What you are asked to do>
Instruction for the data below: set down exactly the lines from the line with "assert_eq!(outcome.panels.len(), 3);" to the line with "its own five.", inclusive, and no others.

Stored data>
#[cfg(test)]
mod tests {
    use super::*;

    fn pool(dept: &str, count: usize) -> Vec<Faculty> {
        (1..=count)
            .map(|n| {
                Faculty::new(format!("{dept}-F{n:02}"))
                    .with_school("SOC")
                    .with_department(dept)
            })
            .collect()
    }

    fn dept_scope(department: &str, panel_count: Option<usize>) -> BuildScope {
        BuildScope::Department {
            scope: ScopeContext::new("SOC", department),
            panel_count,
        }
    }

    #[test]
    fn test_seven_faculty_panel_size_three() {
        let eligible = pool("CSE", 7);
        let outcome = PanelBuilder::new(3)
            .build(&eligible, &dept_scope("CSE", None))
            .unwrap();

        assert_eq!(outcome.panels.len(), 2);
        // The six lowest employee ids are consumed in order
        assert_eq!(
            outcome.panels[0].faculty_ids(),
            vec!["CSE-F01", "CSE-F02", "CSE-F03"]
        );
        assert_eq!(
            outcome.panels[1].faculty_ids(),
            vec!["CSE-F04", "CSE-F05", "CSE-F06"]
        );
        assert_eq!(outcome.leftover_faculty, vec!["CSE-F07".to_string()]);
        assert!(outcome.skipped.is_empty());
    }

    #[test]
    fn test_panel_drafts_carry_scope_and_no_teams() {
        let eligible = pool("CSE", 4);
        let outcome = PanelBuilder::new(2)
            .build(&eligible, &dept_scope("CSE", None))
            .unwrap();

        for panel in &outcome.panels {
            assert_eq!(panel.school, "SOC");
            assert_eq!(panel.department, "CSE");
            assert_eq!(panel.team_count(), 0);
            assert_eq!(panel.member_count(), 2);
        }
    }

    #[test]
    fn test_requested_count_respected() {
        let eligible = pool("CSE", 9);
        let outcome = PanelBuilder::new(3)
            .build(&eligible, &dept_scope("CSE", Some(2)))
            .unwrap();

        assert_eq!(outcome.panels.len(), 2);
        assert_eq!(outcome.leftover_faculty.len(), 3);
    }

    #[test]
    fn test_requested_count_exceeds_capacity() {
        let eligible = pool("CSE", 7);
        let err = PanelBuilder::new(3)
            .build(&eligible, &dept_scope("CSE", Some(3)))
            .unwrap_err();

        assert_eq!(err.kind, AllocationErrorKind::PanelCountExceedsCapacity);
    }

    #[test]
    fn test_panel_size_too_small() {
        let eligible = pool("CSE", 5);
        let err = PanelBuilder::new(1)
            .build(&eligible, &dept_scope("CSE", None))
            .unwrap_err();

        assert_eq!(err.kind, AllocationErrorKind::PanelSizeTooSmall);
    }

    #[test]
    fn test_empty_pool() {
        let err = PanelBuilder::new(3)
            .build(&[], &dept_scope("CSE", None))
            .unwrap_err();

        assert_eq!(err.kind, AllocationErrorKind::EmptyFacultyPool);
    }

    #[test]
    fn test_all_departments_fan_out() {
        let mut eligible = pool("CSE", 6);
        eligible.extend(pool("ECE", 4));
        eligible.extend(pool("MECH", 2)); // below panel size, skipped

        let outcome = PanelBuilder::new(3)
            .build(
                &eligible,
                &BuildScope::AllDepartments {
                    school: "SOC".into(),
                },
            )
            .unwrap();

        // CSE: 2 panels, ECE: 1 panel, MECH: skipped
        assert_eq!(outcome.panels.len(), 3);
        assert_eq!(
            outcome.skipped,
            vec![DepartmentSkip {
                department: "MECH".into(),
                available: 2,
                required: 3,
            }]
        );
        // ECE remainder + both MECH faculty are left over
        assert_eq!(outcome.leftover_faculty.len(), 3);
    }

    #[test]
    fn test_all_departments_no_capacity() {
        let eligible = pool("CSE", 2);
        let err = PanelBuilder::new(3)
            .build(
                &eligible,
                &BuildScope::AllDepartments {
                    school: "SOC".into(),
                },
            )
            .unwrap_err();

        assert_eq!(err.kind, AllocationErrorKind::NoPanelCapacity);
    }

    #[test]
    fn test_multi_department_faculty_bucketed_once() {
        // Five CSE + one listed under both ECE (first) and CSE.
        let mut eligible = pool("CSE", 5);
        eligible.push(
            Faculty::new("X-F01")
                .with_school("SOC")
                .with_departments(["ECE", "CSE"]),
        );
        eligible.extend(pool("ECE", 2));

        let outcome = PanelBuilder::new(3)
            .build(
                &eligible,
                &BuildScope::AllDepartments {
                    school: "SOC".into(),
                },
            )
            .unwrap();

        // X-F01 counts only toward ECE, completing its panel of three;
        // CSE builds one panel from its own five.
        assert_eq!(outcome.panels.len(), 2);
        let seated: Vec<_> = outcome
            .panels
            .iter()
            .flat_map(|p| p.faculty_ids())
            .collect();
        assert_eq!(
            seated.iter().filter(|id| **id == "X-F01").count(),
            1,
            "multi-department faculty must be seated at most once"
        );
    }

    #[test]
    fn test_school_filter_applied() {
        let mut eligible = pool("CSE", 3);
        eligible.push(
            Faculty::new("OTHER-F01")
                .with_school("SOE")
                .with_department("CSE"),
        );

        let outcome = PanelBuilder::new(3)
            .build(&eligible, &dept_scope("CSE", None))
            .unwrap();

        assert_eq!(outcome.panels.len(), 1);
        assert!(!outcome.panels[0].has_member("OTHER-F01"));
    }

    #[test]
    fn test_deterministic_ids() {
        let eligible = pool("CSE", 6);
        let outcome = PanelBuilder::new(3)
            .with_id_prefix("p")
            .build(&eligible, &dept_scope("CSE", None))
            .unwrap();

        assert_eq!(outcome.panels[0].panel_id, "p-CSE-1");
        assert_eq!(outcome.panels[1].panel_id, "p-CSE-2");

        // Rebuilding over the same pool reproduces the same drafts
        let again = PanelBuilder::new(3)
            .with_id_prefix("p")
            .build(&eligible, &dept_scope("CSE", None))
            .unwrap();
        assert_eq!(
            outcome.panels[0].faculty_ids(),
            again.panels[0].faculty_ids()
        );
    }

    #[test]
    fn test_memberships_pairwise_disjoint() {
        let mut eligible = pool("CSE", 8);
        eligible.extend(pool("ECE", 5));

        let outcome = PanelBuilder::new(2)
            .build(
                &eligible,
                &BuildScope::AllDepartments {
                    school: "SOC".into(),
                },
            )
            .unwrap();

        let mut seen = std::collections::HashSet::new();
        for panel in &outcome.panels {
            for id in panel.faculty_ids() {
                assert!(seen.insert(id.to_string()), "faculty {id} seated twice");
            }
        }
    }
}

Solution for this problem>
        assert_eq!(outcome.panels.len(), 3);
        assert_eq!(
            outcome.skipped,
            vec![DepartmentSkip {
                department: "MECH".into(),
                available: 2,
                required: 3,
            }]
        );
        // ECE remainder + both MECH faculty are left over
        assert_eq!(outcome.leftover_faculty.len(), 3);
    }

    #[test]
    fn test_all_departments_no_capacity() {
        let eligible = pool("CSE", 2);
        let err = PanelBuilder::new(3)
            .build(
                &eligible,
                &BuildScope::AllDepartments {
                    school: "SOC".into(),
                },
            )
            .unwrap_err();

        assert_eq!(err.kind, AllocationErrorKind::NoPanelCapacity);
    }

    #[test]
    fn test_multi_department_faculty_bucketed_once() {
        // Five CSE + one listed under both ECE (first) and CSE.
        let mut eligible = pool("CSE", 5);
        eligible.push(
            Faculty::new("X-F01")
                .with_school("SOC")
                .with_departments(["ECE", "CSE"]),
        );
        eligible.extend(pool("ECE", 2));

        let outcome = PanelBuilder::new(3)
            .build(
                &eligible,
                &BuildScope::AllDepartments {
                    school: "SOC".into(),
                },
            )
            .unwrap();

        // X-F01 counts only toward ECE, completing its panel of three;
        // CSE builds one panel from its own five.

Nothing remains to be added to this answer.